Por todo lo expuesto, la Sala habrá de revocar los fallos proferidos dentro del proceso de la referencia y en su lugar conceder parcialmente el amparo solicitado porque —como quedó dicho— habrá de negarse la pretendida indemnización por no ser la tutela la vía procesal adecuada para acceder a condenas de contenido puramente económico, que tienen previsto en el ordenamiento un trámite acorde con la naturaleza de la pretensión.

III. Decisión

En mérito de lo expuesto, la Sala Novena de Revisión de la Corte Constitucional, administrando justicia en nombre del pueblo y por mandato de la Constitución,

RESUELVE:

1. REVOCAR las sentencias proferidas por la Sala Laboral del Tribunal del Distrito Judicial de Cartagena y la Sala de Casación Laboral de la Corte Suprema de Justicia, del 24 de noviembre de 1999 y del 4 de febrero de 2000, respectivamente, que denegaron la tutela de los derechos a la vida digna, salud, seguridad social y libre desarrollo de la personalidad invocados por la señora Sonia Esther Pinedo Arroyo contra Seguro Social EPS, Seccional Bolívar.
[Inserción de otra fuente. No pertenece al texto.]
use std::time::Duration;

use actix_web::{HttpRequest, HttpResponse, Responder, post, web};

use cs_courses::catalog;
use cs_courses::common::DownloadRejection;
use cs_courses::models::ProjectCatalog;
use cs_courses::services::DownloadGrant;

use crate::web::forms::DownloadForm;
use crate::web::helpers::{client_id, client_ip, not_found, redirect};
use crate::web::state::AppState;

/// Code attempts allowed per client address per minute
const ATTEMPTS_PER_MINUTE: usize = 10;

#[post("/projects/{catalog}/{id}/download")]
pub async fn download(
    state: web::Data<AppState>,
    req: HttpRequest,
    path: web::Path<(String, u32)>,
    form: web::Form<DownloadForm>,
) -> impl Responder {
    let (catalog_slug, id) = path.into_inner();
    let project_catalog = match catalog_slug.parse::<ProjectCatalog>() {
        Ok(c) => c,
        Err(_) => return not_found(),
    };
    let project = match catalog::project(project_catalog, id) {
        Ok(p) => p,
        Err(_) => return not_found(),
    };
    let source = match project.source_url {
        Some(url) => url,
        None => return not_found(),
    };

    let back = |reason: &str| {
        format!(
            "{}?download={}&error={}",
            project_catalog.path(),
            id,
            reason
        )
    };

    if !state.rate_limiter.check_rate_limit(
        &format!("download:{}", client_ip(&req)),
        ATTEMPTS_PER_MINUTE,
        Duration::from_secs(60),
    ) {
        log::warn!("download attempts from {} rate limited", client_ip(&req));
        return redirect(&back(DownloadRejection::TooManyAttempts.as_str()));
    }

    // Codes are issued in upper case; the dialog accepts any case
    let code = form.code.to_uppercase();

    let (client, new_cookie) = client_id(&req);
    let location = match state
        .downloads
        .authorize(&client, project_catalog, project, &code)
    {
        Ok(DownloadGrant::Open) => source.to_string(),
        Ok(DownloadGrant::Authorized { remaining, .. }) => {
            log::debug!("client {} has {} downloads left of {}/{}", client, remaining, project_catalog, id);
            source.to_string()
        }
        Err(rejection) => {
            log::info!(
                "download of {}/{} rejected: {}",
                project_catalog,
                id,
                rejection.as_str()
            );
            back(rejection.as_str())
        }
    };

    let mut resp = HttpResponse::SeeOther();
    if let Some(cookie) = new_cookie {
        resp.cookie(cookie);
    }
    resp.insert_header(("Location", location)).finish()
}

pub fn configure(cfg: &mut web::ServiceConfig) {
    cfg.service(download);
}

#[cfg(test)]
mod tests {
    use actix_web::cookie::Cookie;
    use actix_web::http::StatusCode;
    use actix_web::{App, test};

    use super::*;
    use crate::web::helpers::CLIENT_COOKIE;
    use crate::web::test_support::test_state;

    fn code_for(project_id: u32) -> &'static str {
        catalog::project(ProjectCatalog::Daa, project_id)
            .unwrap()
            .download_codes[0]
    }

    fn post(uri: &str, code: &str, client: Option<&str>) -> actix_web::test::TestRequest {
        let mut req = test::TestRequest::post()
            .uri(uri)
            .set_form([("code", code)]);
        if let Some(c) = client {
            req = req.cookie(Cookie::new(CLIENT_COOKIE, c.to_string()));
        }
        req
    }

    #[actix_web::test]
    async fn test_open_catalog_redirects_to_source() {
        let app = test::init_service(App::new().app_data(test_state()).configure(configure)).await;
        let res = test::call_service(&app, post("/projects/cpp/1/download", "", None).to_request()).await;

        assert_eq!(res.status(), StatusCode::SEE_OTHER);
        assert_eq!(
            res.headers().get("Location").unwrap(),
            catalog::project(ProjectCatalog::Cpp, 1).unwrap().source_url.unwrap()
        );
    }

    #[actix_web::test]
    async fn test_missing_code_sends_back_with_reason() {
        let app = test::init_service(App::new().app_data(test_state()).configure(configure)).await;
        let res = test::call_service(&app, post("/projects/daa/1/download", "  ", None).to_request()).await;

        assert_eq!(
            res.headers().get("Location").unwrap(),
            "/projects/daa?download=1&error=code_required"
        );
    }

    #[actix_web::test]
    async fn test_limit_applies_per_client_cookie() {
        let app = test::init_service(App::new().app_data(test_state()).configure(configure)).await;
        let code = code_for(1);

        let first = test::call_service(&app, post("/projects/daa/1/download", code, None).to_request()).await;
        let client = first
            .response()
            .cookies()
            .find(|c| c.name() == CLIENT_COOKIE)
            .unwrap()
            .value()
            .to_string();

        for _ in 0..2 {
            let res = test::call_service(&app, post("/projects/daa/1/download", code, Some(&client)).to_request()).await;
            assert!(res.headers().get("Location").unwrap().to_str().unwrap().starts_with("https://"));
        }

        let res = test::call_service(&app, post("/projects/daa/1/download", code, Some(&client)).to_request()).await;
        assert_eq!(
            res.headers().get("Location").unwrap(),
            "/projects/daa?download=1&error=download_limit"
        );
    }

    #[actix_web::test]
    async fn test_unknown_project_is_404() {
        let app = test::init_service(App::new().app_data(test_state()).configure(configure)).await;
        for uri in [
            "/projects/das/1/download",
            "/projects/daa/999/download",
            "/projects/python/1/download",
            "/projects/oop/1/download",
        ] {
            let res = test::call_service(&app, post(uri, "", None).to_request()).await;
            assert_eq!(res.status(), StatusCode::NOT_FOUND, "{uri}");
        }
    }

    #[actix_web::test]
    async fn test_code_case_is_normalised() {
        let app = test::init_service(App::new().app_data(test_state()).configure(configure)).await;
        let lower = code_for(1).to_lowercase();

        let res = test::call_service(&app, post("/projects/daa/1/download", &lower, None).to_request()).await;
        assert_eq!(
            res.headers().get("Location").unwrap(),
            catalog::project(ProjectCatalog::Daa, 1).unwrap().source_url.unwrap()
        );
    }

    #[actix_web::test]
    async fn test_attempts_over_limit_send_back_with_reason() {
        let app = test::init_service(App::new().app_data(test_state()).configure(configure)).await;
        let from = |ip: &str| {
            post("/projects/daa/1/download", "WRONG_ADV_000", None)
                .peer_addr(format!("{ip}:40000").parse().unwrap())
                .to_request()
        };

        for _ in 0..ATTEMPTS_PER_MINUTE {
            let res = test::call_service(&app, from("10.0.0.1")).await;
            assert_eq!(
                res.headers().get("Location").unwrap(),
                "/projects/daa?download=1&error=invalid_code"
            );
        }

        let res = test::call_service(&app, from("10.0.0.1")).await;
        assert_eq!(res.status(), StatusCode::SEE_OTHER);
        let location = res.headers().get("Location").unwrap().to_str().unwrap();
        assert_eq!(location, "/projects/daa?download=1&error=rate_limit");
        assert_eq!(
            location.rsplit('=').next().unwrap().parse::<DownloadRejection>(),
            Ok(DownloadRejection::TooManyAttempts)
        );

        let res = test::call_service(&app, from("10.0.0.2")).await;
        assert_eq!(
            res.headers().get("Location").unwrap(),
            "/projects/daa?download=1&error=invalid_code"
        );
    }
}
use serde::Serialize;

#[derive(Debug, Clone, Copy, Eq, PartialEq, Hash, Serialize)]
#[serde(rename_all = "lowercase")]
pub enum Difficulty {
    Beginner,
    Intermediate,
    Advanced,
}

impl Difficulty {
    pub const ALL: [Difficulty; 3] = [Self::Beginner, Self::Intermediate, Self::Advanced];

    pub fn as_str(&self) -> &'static str {
        match self {
            Self::Beginner => "beginner",
            Self::Intermediate => "intermediate",
            Self::Advanced => "advanced",
        }
    }

    pub fn label(&self) -> &'static str {
        match self {
            Self::Beginner => "Beginner",
            Self::Intermediate => "Intermediate",
            Self::Advanced => "Advanced",
        }
    }

    /// Badge colours used on project cards
    pub fn badge_class(&self) -> &'static str {
        match self {
            Self::Beginner => "bg-green-100 text-green-800",
            Self::Intermediate => "bg-yellow-100 text-yellow-800",
            Self::Advanced => "bg-red-100 text-red-800",
        }
    }
}

impl std::fmt::Display for Difficulty {
    fn fmt(&self, f: &mut std::fmt::Formatter<'_>) -> std::fmt::Result {
        write!(f, "{}", self.as_str())
    }
}

impl PartialEq<&str> for Difficulty {
    fn eq(&self, other: &&str) -> bool {
        self.as_str() == *other
    }
}

impl std::str::FromStr for Difficulty {
    type Err = String;

    fn from_str(s: &str) -> Result<Self, Self::Err> {
        match s.to_lowercase().as_str() {
            "beginner" => Ok(Self::Beginner),
            "intermediate" => Ok(Self::Intermediate),
            "advanced" => Ok(Self::Advanced),
            _ => Err(format!("invalid difficulty: {}", s)),
        }
    }
}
2. CONCEDER la acción de tutela instaurada por la señora Sonia Esther Pinedo Arroyo en contra del Seguro Social EPS, seccional Bolívar y, en consecuencia ordenar a la entidad prestadora de salud que, en un término de cinco días contados a partir de la comunicación de la presente providencia, incluya a la actora en un programa de pretrasplante con el objeto de evaluar sus condiciones y, si éstas lo permiten, realice las diligencias necesarias para obtener un donante y practique, en el término acorde con los procedimientos médicos a realizar, el trasplante renal al cual tiene derecho.

3. El juez de instancia verificará el estricto cumplimiento de esta providencia y tomará las medidas que sean del caso.

4. Por secretaría, líbrese la comunicación prevista en el artículo 36 del Decreto 2591 de 1991.

Notifíquese, comuníquese, publíquese, insértese en la Gaceta de la Corte Constitucional y cúmplase.

Magistrados: Álvaro Tafur Galvis—Antonio Barrera Carbonell—Alfredo Beltrán Sierra.

Iván H. Escrucería Mayolo, Secretario General (E).